* HOW TO COMPLETE THIS TASK:
A single number is the required answer: the count of lines in the listing below that hold the string "SocketDisconnected".
------ STORED DATA
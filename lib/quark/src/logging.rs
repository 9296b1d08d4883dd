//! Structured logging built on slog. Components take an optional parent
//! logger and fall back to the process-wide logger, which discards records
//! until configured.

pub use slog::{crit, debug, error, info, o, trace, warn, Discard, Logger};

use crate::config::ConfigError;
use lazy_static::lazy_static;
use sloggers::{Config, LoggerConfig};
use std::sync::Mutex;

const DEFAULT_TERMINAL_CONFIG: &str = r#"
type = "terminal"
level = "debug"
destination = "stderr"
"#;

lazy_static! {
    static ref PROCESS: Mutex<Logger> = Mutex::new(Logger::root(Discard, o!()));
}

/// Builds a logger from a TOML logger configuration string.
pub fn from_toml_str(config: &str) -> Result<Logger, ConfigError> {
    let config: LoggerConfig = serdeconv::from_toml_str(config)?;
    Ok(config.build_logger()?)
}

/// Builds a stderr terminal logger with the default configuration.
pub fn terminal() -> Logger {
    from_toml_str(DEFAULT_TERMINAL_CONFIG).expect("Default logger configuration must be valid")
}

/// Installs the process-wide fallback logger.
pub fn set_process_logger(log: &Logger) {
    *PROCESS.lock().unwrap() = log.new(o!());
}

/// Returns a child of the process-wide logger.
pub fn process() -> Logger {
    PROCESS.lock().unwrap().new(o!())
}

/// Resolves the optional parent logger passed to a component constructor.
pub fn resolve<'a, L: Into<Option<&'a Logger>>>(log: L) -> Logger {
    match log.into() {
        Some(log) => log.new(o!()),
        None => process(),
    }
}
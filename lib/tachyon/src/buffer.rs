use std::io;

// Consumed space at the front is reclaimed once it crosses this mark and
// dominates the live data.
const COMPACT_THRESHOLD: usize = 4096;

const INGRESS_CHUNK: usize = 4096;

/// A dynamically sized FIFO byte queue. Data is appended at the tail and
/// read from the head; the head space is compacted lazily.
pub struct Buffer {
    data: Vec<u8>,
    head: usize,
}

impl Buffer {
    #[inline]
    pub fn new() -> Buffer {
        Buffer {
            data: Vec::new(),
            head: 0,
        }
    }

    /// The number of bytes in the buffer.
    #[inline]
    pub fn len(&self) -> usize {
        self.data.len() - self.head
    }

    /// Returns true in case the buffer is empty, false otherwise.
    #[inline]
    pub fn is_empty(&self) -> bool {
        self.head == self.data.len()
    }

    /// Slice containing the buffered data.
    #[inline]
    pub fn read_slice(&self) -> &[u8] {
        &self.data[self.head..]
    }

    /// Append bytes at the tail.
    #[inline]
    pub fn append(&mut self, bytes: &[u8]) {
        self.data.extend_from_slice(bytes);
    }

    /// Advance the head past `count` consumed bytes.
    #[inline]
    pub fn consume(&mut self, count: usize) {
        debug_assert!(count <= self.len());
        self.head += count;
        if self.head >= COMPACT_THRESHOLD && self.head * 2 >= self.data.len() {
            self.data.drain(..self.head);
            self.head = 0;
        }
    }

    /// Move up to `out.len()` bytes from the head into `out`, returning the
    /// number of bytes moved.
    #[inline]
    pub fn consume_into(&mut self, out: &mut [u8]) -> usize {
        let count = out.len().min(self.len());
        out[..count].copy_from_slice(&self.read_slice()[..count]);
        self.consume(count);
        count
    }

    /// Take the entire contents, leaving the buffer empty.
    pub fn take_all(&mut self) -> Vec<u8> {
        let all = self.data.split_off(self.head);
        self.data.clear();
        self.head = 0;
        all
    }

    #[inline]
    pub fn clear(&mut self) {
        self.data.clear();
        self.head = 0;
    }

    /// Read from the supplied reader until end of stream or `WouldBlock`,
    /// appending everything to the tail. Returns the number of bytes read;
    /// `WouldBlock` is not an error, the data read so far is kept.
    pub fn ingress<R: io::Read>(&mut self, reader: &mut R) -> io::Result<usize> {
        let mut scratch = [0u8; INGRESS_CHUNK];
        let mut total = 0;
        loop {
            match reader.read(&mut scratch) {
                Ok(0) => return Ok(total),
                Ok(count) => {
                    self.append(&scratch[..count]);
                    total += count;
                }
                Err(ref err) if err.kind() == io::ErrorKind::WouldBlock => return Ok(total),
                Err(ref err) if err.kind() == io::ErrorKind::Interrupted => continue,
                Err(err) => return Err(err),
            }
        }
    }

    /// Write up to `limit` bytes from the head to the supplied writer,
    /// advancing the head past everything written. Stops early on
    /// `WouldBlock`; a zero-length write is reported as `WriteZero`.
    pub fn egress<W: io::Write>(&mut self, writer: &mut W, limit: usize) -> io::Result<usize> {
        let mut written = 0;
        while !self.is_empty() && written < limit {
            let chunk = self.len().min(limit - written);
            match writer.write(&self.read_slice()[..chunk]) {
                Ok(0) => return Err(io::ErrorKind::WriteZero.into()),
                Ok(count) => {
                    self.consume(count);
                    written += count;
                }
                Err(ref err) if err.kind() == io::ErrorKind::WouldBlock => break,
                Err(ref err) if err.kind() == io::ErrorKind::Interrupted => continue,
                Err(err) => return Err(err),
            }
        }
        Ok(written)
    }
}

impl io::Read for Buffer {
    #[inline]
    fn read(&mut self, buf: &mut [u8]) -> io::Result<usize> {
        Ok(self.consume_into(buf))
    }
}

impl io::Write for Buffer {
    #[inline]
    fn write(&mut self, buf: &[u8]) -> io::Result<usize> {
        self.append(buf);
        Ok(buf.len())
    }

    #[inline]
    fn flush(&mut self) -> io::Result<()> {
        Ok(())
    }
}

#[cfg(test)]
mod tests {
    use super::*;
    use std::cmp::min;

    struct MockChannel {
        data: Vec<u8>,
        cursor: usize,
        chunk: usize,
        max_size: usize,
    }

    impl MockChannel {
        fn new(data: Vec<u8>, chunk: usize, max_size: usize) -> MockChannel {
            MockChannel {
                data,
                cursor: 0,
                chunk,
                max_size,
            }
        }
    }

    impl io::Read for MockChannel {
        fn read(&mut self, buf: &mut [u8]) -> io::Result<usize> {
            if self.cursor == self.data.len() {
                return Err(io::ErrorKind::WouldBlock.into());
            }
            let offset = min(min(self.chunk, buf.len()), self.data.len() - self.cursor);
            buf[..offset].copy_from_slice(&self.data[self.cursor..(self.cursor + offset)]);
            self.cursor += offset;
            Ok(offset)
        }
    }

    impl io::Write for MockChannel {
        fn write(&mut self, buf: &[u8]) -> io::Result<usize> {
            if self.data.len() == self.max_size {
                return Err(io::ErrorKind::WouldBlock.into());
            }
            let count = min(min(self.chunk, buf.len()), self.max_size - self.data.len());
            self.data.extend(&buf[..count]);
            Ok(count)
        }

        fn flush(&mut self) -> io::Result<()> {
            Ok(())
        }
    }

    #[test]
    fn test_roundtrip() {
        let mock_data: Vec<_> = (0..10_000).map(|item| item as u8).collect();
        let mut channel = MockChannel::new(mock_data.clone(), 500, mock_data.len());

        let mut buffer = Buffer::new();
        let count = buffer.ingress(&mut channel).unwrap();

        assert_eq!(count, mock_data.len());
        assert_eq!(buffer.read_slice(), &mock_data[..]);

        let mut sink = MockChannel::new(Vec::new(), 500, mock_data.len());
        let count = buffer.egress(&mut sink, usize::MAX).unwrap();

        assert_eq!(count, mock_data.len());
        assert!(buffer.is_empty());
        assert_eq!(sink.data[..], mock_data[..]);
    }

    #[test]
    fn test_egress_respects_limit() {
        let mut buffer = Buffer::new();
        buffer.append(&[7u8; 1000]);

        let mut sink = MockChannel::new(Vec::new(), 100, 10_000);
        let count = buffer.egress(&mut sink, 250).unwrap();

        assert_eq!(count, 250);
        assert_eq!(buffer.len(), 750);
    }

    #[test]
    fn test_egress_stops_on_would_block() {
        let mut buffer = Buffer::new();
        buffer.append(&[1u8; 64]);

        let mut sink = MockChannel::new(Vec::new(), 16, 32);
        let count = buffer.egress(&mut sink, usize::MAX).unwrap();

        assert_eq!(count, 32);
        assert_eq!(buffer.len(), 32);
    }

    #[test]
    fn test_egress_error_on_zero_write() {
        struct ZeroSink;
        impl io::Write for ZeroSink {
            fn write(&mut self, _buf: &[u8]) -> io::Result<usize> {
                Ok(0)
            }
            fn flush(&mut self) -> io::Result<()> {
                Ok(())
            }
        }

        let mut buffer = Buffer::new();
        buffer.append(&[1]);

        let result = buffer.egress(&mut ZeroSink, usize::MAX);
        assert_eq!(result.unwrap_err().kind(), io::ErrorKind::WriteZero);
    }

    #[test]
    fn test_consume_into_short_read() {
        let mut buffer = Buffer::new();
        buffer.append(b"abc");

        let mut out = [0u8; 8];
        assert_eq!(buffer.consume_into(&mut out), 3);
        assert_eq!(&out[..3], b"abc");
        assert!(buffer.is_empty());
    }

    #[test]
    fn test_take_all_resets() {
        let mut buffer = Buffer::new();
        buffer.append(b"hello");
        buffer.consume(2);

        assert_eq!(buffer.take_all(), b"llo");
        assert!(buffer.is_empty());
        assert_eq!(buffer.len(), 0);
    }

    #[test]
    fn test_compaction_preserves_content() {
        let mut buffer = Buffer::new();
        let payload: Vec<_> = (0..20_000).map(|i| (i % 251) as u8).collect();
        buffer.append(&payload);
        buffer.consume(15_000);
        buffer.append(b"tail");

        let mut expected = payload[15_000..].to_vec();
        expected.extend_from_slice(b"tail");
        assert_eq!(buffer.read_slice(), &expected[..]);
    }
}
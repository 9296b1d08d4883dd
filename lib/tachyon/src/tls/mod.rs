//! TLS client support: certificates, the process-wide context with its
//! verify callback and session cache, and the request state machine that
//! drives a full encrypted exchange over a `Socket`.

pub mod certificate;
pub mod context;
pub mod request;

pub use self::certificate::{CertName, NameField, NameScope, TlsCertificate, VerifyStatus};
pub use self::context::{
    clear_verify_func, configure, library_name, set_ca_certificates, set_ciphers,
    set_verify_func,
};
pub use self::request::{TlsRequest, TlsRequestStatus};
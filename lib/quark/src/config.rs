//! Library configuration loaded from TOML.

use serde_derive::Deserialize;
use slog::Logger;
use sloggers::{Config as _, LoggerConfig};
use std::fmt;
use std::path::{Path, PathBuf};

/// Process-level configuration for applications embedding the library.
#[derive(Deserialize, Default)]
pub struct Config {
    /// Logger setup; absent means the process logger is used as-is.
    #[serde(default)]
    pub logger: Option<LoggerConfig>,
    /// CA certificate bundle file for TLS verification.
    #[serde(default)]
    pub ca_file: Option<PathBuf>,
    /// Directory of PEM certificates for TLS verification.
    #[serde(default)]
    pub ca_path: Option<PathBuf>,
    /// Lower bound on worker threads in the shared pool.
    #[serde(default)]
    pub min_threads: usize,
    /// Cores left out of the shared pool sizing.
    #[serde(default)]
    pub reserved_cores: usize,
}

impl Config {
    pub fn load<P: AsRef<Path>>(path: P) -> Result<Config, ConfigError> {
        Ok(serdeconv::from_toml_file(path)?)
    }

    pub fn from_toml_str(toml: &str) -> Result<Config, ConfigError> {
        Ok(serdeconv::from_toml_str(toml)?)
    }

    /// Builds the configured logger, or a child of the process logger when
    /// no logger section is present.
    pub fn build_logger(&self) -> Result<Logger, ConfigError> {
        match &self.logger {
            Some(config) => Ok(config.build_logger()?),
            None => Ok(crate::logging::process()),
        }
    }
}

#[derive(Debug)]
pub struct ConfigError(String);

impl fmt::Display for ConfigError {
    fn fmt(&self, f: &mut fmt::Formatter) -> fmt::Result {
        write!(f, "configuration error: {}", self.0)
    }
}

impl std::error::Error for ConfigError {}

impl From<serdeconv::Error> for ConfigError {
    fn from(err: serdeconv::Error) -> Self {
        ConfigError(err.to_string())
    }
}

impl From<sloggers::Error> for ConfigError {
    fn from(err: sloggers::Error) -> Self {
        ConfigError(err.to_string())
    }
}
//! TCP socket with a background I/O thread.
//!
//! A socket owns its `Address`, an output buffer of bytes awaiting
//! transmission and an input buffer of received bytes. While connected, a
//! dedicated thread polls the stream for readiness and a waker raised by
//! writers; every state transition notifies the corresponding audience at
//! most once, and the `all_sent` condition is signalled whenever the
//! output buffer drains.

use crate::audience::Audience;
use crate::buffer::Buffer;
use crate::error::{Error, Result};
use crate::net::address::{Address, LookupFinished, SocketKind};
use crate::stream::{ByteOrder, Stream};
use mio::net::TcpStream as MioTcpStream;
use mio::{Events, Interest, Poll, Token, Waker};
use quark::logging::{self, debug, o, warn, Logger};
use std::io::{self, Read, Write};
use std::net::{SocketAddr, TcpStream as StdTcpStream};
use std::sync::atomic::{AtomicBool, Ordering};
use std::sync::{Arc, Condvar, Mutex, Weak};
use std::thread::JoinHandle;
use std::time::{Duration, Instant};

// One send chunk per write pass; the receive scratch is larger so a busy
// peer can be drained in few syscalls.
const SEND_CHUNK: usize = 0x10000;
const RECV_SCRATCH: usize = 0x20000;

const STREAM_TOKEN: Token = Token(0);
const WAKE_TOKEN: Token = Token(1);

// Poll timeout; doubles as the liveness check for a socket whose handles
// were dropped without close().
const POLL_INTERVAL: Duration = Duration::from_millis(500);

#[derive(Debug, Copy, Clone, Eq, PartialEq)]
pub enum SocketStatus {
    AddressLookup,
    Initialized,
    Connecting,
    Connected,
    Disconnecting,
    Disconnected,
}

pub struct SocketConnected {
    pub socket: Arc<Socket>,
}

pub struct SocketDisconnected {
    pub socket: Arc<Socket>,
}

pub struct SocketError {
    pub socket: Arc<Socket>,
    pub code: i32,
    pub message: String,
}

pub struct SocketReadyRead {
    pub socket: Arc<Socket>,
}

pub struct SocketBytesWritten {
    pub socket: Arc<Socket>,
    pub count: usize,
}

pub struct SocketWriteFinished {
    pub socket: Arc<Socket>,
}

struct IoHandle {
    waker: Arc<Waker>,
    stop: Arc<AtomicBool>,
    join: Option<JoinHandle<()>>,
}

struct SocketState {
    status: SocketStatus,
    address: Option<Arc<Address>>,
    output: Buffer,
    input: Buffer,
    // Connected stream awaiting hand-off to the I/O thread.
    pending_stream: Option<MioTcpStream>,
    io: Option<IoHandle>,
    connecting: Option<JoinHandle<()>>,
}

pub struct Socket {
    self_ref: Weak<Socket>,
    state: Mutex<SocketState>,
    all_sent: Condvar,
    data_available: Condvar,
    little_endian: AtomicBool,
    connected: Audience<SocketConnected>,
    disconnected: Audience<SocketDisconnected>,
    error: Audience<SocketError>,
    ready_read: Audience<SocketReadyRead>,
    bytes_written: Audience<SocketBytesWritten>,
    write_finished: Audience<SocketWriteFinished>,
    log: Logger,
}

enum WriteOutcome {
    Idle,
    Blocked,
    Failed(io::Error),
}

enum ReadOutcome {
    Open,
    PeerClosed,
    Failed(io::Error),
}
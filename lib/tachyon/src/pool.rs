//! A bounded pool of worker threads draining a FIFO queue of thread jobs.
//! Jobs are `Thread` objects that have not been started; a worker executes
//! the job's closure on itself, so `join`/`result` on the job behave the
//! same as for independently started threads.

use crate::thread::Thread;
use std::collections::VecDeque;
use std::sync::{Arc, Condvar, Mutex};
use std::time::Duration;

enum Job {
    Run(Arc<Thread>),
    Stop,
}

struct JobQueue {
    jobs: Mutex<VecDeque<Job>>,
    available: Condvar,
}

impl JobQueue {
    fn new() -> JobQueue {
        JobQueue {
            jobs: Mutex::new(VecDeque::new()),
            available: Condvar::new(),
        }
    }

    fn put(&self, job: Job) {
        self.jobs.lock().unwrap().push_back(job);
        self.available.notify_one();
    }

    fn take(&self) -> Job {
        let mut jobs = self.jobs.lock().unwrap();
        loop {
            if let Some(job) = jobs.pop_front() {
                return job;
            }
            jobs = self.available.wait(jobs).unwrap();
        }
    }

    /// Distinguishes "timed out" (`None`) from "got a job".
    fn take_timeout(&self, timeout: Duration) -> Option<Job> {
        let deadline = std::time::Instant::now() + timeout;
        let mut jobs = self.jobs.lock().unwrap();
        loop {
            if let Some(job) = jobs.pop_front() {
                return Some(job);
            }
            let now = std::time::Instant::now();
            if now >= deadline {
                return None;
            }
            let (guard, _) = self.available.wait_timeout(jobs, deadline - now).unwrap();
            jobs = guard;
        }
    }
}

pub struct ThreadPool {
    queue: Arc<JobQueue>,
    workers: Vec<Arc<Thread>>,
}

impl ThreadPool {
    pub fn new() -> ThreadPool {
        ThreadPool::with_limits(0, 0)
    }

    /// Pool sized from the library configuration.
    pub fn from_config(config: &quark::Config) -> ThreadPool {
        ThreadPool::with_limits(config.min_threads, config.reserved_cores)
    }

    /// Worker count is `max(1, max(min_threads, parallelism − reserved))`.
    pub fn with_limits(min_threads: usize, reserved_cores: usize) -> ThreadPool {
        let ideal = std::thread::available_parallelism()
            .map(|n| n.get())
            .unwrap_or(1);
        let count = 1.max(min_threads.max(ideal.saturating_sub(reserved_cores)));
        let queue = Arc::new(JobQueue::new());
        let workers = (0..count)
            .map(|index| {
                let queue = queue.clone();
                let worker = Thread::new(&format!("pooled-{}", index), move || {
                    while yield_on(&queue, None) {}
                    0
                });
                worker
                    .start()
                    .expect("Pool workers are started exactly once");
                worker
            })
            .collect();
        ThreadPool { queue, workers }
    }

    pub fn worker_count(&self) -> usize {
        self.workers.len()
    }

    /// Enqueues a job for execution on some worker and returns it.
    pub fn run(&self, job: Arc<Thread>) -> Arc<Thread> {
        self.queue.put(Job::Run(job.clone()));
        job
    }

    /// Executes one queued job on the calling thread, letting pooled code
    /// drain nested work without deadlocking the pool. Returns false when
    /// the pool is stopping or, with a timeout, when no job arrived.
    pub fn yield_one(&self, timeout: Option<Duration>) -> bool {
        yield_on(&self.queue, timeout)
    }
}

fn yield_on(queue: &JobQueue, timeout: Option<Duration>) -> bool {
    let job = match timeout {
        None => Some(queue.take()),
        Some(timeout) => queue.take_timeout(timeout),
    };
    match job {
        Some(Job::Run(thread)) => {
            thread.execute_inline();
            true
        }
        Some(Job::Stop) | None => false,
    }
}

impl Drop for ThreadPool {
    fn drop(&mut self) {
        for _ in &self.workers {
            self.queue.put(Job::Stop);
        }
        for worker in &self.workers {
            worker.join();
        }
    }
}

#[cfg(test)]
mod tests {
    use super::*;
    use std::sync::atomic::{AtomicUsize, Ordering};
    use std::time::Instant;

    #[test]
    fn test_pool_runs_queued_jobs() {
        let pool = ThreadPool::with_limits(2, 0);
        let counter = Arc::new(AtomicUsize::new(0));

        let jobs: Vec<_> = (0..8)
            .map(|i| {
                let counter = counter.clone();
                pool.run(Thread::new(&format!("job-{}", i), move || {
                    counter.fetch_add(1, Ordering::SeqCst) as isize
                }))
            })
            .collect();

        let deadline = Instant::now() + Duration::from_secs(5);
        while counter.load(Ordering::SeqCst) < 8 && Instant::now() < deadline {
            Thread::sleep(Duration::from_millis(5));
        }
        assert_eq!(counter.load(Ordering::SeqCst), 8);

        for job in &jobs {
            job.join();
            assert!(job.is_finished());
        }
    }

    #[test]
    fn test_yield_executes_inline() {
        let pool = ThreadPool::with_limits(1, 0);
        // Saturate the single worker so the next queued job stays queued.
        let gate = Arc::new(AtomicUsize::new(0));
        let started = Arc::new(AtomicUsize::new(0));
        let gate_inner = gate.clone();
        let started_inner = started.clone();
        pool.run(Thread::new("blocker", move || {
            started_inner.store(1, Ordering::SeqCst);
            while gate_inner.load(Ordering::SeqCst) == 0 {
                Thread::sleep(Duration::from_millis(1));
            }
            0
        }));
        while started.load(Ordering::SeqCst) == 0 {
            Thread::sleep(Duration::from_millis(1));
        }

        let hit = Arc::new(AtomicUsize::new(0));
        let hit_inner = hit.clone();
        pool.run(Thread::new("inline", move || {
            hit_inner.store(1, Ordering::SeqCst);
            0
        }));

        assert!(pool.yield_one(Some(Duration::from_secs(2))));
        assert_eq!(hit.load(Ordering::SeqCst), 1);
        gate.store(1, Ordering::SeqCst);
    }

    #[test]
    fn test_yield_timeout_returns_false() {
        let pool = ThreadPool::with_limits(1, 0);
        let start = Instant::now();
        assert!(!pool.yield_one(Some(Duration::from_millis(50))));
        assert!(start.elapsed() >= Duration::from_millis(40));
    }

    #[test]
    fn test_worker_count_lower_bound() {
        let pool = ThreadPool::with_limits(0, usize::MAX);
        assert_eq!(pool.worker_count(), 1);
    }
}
------------
* FINAL ANSWER:
2